Sails must soon have been added to these means of nautical progression. But it would be a difficult matter to fix any precise date for this important discovery, which was the point of transition between elementary and primitive navigation, and more important voyages. This progress could not have been made without the help of metals.

In an article entitled 'Origine de la Navigation et de la Pêche,' M. de Mortillet passes in review all the discoveries, which have been made in different countries, of the earliest boats belonging to pre-historic man.

After stating that the Museum of Copenhagen contains drawings of three ancient canoes, he goes on to say:—

"The first canoe is the half-trunk of a tree 17 inches wide, cut straight at the two ends, about 7 feet in length, and hollowed out in a trough-like shape. This canoe much resembles that of Switzerland.

"The second was about 10 feet in length, one end terminating in a point, the other more rounded.

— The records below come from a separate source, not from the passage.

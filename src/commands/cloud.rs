//! Dispatcher handlers for `toolbox cloud profile ...` (spec.md §6), wiring
//! CLI tokens onto [`crate::profiles::ProfileService`].
use crate::cli::CloudProfileCommand;
use crate::error::{Result, ToolboxError};
use crate::profiles::model::{AwsCredentials, AzureCredentials, GcpCredentials, Profile};
use crate::profiles::{Credentials, ProfileService, Provider};
use std::io::Read;
use std::path::Path;
use std::str::FromStr;

pub fn run(command: CloudProfileCommand, base_dir: &Path) -> Result<String> {
    let mut service = ProfileService::new_with_dir(base_dir)?;

    match command {
        CloudProfileCommand::Add {
            provider,
            name,
            default,
            region,
            account_id,
            role_id,
        } => {
            let provider = Provider::from_str(&provider)?;
            let credentials = read_credentials_from_stdin(provider)?;

            let mut profile = Profile::draft(name, provider);
            profile.default = default;
            profile.region = region;
            profile.account_id = account_id;
            profile.role_id = role_id;

            service.add_profile(profile, credentials)?;
            Ok("profile added".to_string())
        }
        CloudProfileCommand::List { provider, json } => {
            let provider = Provider::from_str(&provider)?;
            let profiles = service.list_profiles(provider)?;
            if json {
                Ok(serde_json::to_string_pretty(&profiles)?)
            } else {
                Ok(render_profile_list(&profiles))
            }
        }
        CloudProfileCommand::Use { provider, name } => {
            let provider = Provider::from_str(&provider)?;
            service.set_default(provider, &name)?;
            Ok(format!("{name} is now the default {provider} profile"))
        }
        CloudProfileCommand::Rm { provider, name } => {
            let provider = Provider::from_str(&provider)?;
            service.delete_profile(provider, &name)?;
            Ok(format!("removed {provider}/{name}"))
        }
    }
}

/// Reads a JSON credential document from stdin and tags it with `provider`.
/// Field names mirror the provider's native credential shape (spec.md §3).
fn read_credentials_from_stdin(provider: Provider) -> Result<Credentials> {
    let mut input = String::new();
    std::io::stdin()
        .read_to_string(&mut input)
        .map_err(ToolboxError::Io)?;
    if input.trim().is_empty() {
        return Err(ToolboxError::Usage(
            "expected a JSON credentials document on stdin".to_string(),
        ));
    }

    let value: serde_json::Value = serde_json::from_str(&input)?;
    Ok(match provider {
        Provider::Aws => Credentials::Aws(serde_json::from_value::<AwsCredentials>(value)?),
        Provider::Azure => Credentials::Azure(serde_json::from_value::<AzureCredentials>(value)?),
        Provider::Gcp => Credentials::Gcp(serde_json::from_value::<GcpCredentials>(value)?),
    })
}

fn render_profile_list(profiles: &[Profile]) -> String {
    if profiles.is_empty() {
        return "(no profiles)".to_string();
    }
    let mut out = String::new();
    for profile in profiles {
        let marker = if profile.default { " *" } else { "" };
        out.push_str(&format!("{}{marker}\n", profile.name));
    }
    out
}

It was formed of the trunk of a tree hollowed out into two compartments, a kind of cross-stay or seat being left at a point about one-third of the length from the widest end.

"The third canoe, No. 295, likewise made of the trunk of a tree, was much longer, having a length of at least 13 feet, and was terminated by a point at both ends. At the sharpest end, the hollow is finished off squarely, and there is also a small triangular seat at the extremity. Two cross-stays were left in the interior.

"These three canoes are classed in the bronze series; a note of interrogation or doubt is, however, affixed to the two latter.

"Ireland, like Scandinavia, has a history which does not go back very far into the remote past; like Scandinavia, too, Ireland has been one of the first to collect with care not only the monuments, but even the slightest relics of remote antiquity and of pre-historic times. The Royal Irish Academy has collected at Dublin a magnificent Museum, and the praiseworthy idea has also been put in practice of publishing a catalogue illustrated with 626 plates.

"In these collections there are three ancient canoes. The first is about 23 feet long, 31 inches wide, and 12 inches deep, and is hollowed out of the trunk of an oak, which must have been at least 4½ feet in diameter. This boat, which came from the bogs of Cahore on the coast of Wexford, is roughly squared underneath. One of the ends is rounded and is slightly raised; the other is cut across at right angles, and closed with a piece let in and fitted into grooves which were caulked with bark. In the interior there are three cross-stays cut out of the solid oak.

"The interior, at the time the canoe was discovered, contained a wooden vessel, intended to bale out the boat, and two rollers, probably meant to assist in conveying it down to the sea.